The story is a basic hum, reminiscent of Black Swan with less grace and a better pallette. Blacks and Whites give way to shimmering blues and dangerous reds. Pinks and Greens become a rainbow dream. The Neon Demon is like drinking liquid colour. Even when it turns nasty, that colour is still a welcome trickle of comfort. An artist’s wet dream come to fruition.
The real joy of The Neon Demon is staring at the eye candy visuals and gorgeous cinematography, basking in the glorious beats of a grand soundtrack and above all… Analysing an open ended, future cult classic which was booed at Cannes. Mostly savaged for necrophilia and a bad attitude. Dear everyone, this film will try to alienate you. If it doesn’t, you’ll be grabbing a bucket during the stomach churning final act. Blood. Guts. Hints at rape. Obsession. Portrayals of women. Snapshots of men. Money is power and we are but animals. Subtle meanings. Ambiguity. It’s all wrapt nicely, bowed tight, to send you in an uproar. Refn delights in this shit. He’s a controversial maverick. And if you get wound up or offended, he has done a terrific job in manipulation through these hard to swallow subjects. It’s polarising. A polar bear in a polar ice storm. But the film is damn effective. We’re treated to fine dialogue exchanges bathed in tension - inner struggle and outer struggle simmering under the skin or onto those porcelain faces.
The first act isn’t a yawn fest but is the very best parts of sensory overload. Blaring. Feverish lights. Characters we’d like to think we know, though we don’t and possibly never truly will. However, every motivation is clear somehow which helps to connect bonds. It’s especially important for Ruby, Sarah and Gigi when grabbing the pitchforks would be all too easy. One is a struggling, unloved loner. Two are past their prime, in danger of losing jobs to an underage and inexperienced dizzy eyed showgirl. That’s no way to die. But it is one that unfortunately mimics our own society from time to time. The second act gets gradually more cultish and cruel with Sarah and Gigi taking jabs at the new girl whilst Jesse discovers her potential to be dangerous. Dean changes his stance on the pretty duo. Our protagonist shifts her feet. Ruby is a little more sad. Hank is a little more slimy.

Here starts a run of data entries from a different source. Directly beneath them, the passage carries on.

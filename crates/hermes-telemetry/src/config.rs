//! Telemetry configuration.

use crate::logging::LogConfig;
use crate::tracing::TracingConfig;
use serde::{Deserialize, Serialize};

/// Configuration for logging and tracing.
#[derive(Debug, Clone, Serialize, Deserialize)]
#[serde(default)]
pub struct TelemetryConfig {
    /// Service name (used in traces and as a global log field).
    pub service_name: String,

    /// Service version.
    pub service_version: String,

    /// Environment (production, staging, development).
    pub environment: String,

    /// Tracing configuration.
    pub tracing: TracingConfig,

    /// Logging configuration.
    pub logging: LogConfig,
}

impl TelemetryConfig {
    /// Creates a new configuration builder.
    #[must_use]
    pub fn builder() -> TelemetryConfigBuilder {
        TelemetryConfigBuilder::new()
    }

    /// Copies the service identity into the sub-configurations.
    #[must_use]
    pub fn resolved(mut self) -> Self {
        self.tracing.service_name = self.service_name.clone();
        self.tracing.service_version = self.service_version.clone();
        self.tracing.environment = self.environment.clone();
        self.logging.service_name = self.service_name.clone();
        self
    }
}

impl Default for TelemetryConfig {
    fn default() -> Self {
        Self {
            service_name: "hermes-service".to_string(),
            service_version: env!("CARGO_PKG_VERSION").to_string(),
            environment: "development".to_string(),
            tracing: TracingConfig::default(),
            logging: LogConfig::default(),
        }
    }
}

/// Builder for [`TelemetryConfig`].
#[derive(Debug, Default)]
pub struct TelemetryConfigBuilder {
    service_name: Option<String>,
    service_version: Option<String>,
    environment: Option<String>,
    tracing: Option<TracingConfig>,
    logging: Option<LogConfig>,
}

impl TelemetryConfigBuilder {
    /// Creates a new builder with default values.
    #[must_use]
    pub fn new() -> Self {
        Self::default()
    }

    /// Sets the service name.
    #[must_use]
    pub fn service_name(mut self, name: &str) -> Self {
        self.service_name = Some(name.to_string());
        self
    }

    /// Sets the service version.
    #[must_use]
    pub fn service_version(mut self, version: &str) -> Self {
        self.service_version = Some(version.to_string());
        self
    }

    /// Sets the environment.
    #[must_use]
    pub fn environment(mut self, env: &str) -> Self {
        self.environment = Some(env.to_string());
        self
    }

    /// Sets the tracing configuration.
    #[must_use]
    pub fn tracing(mut self, config: TracingConfig) -> Self {
        self.tracing = Some(config);
        self
    }

    /// Sets the logging configuration.
    #[must_use]
    pub fn logging(mut self, config: LogConfig) -> Self {
        self.logging = Some(config);
        self
    }

    /// Enables tracing and sets the OTLP endpoint.
    #[must_use]
    pub fn otlp_endpoint(mut self, endpoint: &str) -> Self {
        let config = self.tracing.take().unwrap_or_default();
        self.tracing = Some(TracingConfig {
            enabled: true,
            otlp_endpoint: endpoint.to_string(),
            ..config
        });
        self
    }

    /// Builds the configuration.
    #[must_use]
    pub fn build(self) -> TelemetryConfig {
        let defaults = TelemetryConfig::default();

        TelemetryConfig {
            service_name: self.service_name.unwrap_or(defaults.service_name),
            service_version: self.service_version.unwrap_or(defaults.service_version),
            environment: self.environment.unwrap_or(defaults.environment),
            tracing: self.tracing.unwrap_or(defaults.tracing),
            logging: self.logging.unwrap_or(defaults.logging),
        }
        .resolved()
    }
}
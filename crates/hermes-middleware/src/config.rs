//! Header configuration for the standard chain.

use crate::interceptors::{REQUEST_ID_HEADER, TENANT_HEADER};
use serde::{Deserialize, Serialize};

/// Header names read and written by the standard interceptors.
#[derive(Debug, Clone, PartialEq, Eq, Serialize, Deserialize)]
#[serde(default)]
pub struct ChainConfig {
    /// Header carrying the request ID, in both directions.
    pub request_id_header: String,

    /// Header carrying the tenant tag.
    pub tenant_header: String,
}

impl Default for ChainConfig {
    fn default() -> Self {
        Self {
            request_id_header: REQUEST_ID_HEADER.to_string(),
            tenant_header: TENANT_HEADER.to_string(),
        }
    }
}
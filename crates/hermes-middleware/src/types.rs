//! Common types used throughout the interceptor chain.

use bytes::Bytes;
use hermes_core::RequestContext;
use http::header::{HeaderValue, CONTENT_TYPE};
use http::StatusCode;
use http_body_util::Full;
use serde::Serialize;

/// The HTTP request type used in the chain.
pub type Request = http::Request<Full<Bytes>>;

/// The HTTP response type used in the chain.
pub type Response = http::Response<Full<Bytes>>;

/// JSON body written for errors produced by the chain itself.
#[derive(Debug, Clone, Serialize, serde::Deserialize, PartialEq, Eq)]
#[serde(rename_all = "camelCase")]
pub struct ErrorEnvelope {
    /// HTTP status code.
    pub http_status: u16,
    /// Human-readable message.
    pub message: String,
    /// RFC 3339 timestamp.
    pub date_time: String,
    /// Request ID, empty if none was assigned.
    pub request_id: String,
    /// Trace ID, empty if the request was not traced.
    pub trace_id: String,
}

impl ErrorEnvelope {
    /// Builds an envelope stamped with the context's identifiers.
    pub fn new(status: StatusCode, message: impl Into<String>, ctx: &RequestContext) -> Self {
        Self {
            http_status: status.as_u16(),
            message: message.into(),
            date_time: chrono::Utc::now().to_rfc3339(),
            request_id: ctx.request_id().to_string(),
            trace_id: ctx.trace_id().unwrap_or_default().to_string(),
        }
    }
}

/// Extension trait for building responses.
pub trait ResponseExt {
    /// Creates a plain-text response.
    fn text(status: StatusCode, body: impl Into<Bytes>) -> Response;

    /// Creates a JSON error response carrying an [`ErrorEnvelope`].
    fn json_error(status: StatusCode, message: &str, ctx: &RequestContext) -> Response;
}

impl ResponseExt for Response {
    fn text(status: StatusCode, body: impl Into<Bytes>) -> Response {
        let mut response = Response::new(Full::new(body.into()));
        *response.status_mut() = status;
        response.headers_mut().insert(
            CONTENT_TYPE,
            HeaderValue::from_static("text/plain; charset=utf-8"),
        );
        response
    }

    fn json_error(status: StatusCode, message: &str, ctx: &RequestContext) -> Response {
        let envelope = ErrorEnvelope::new(status, message, ctx);
        let body = serde_json::to_vec(&envelope).unwrap_or_default();

        let mut response = Response::new(Full::new(Bytes::from(body)));
        *response.status_mut() = status;
        response
            .headers_mut()
            .insert(CONTENT_TYPE, HeaderValue::from_static("application/json"));
        response
    }
}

As for the final act, if balls to the wall insanity is your bag, you’ll be right at home here.
Refn’s sickly, sweet, sugar, stab at fashion may be a slow burn for starters. But as it escalates to totally bonkers, proceedings will improve for many. The flick echoes polished grindhouse. Made to jolt, shock, offend, split, kick and spit in the face of the modern audience. Demon holds up an ugly mirror to the world. With sharp jaws. It bites. Social commentary for the pretty. It may not be horrific in the jump scare sense. However, The Neon Demon is definitely a skin crawler, with or without a bathtub of blood.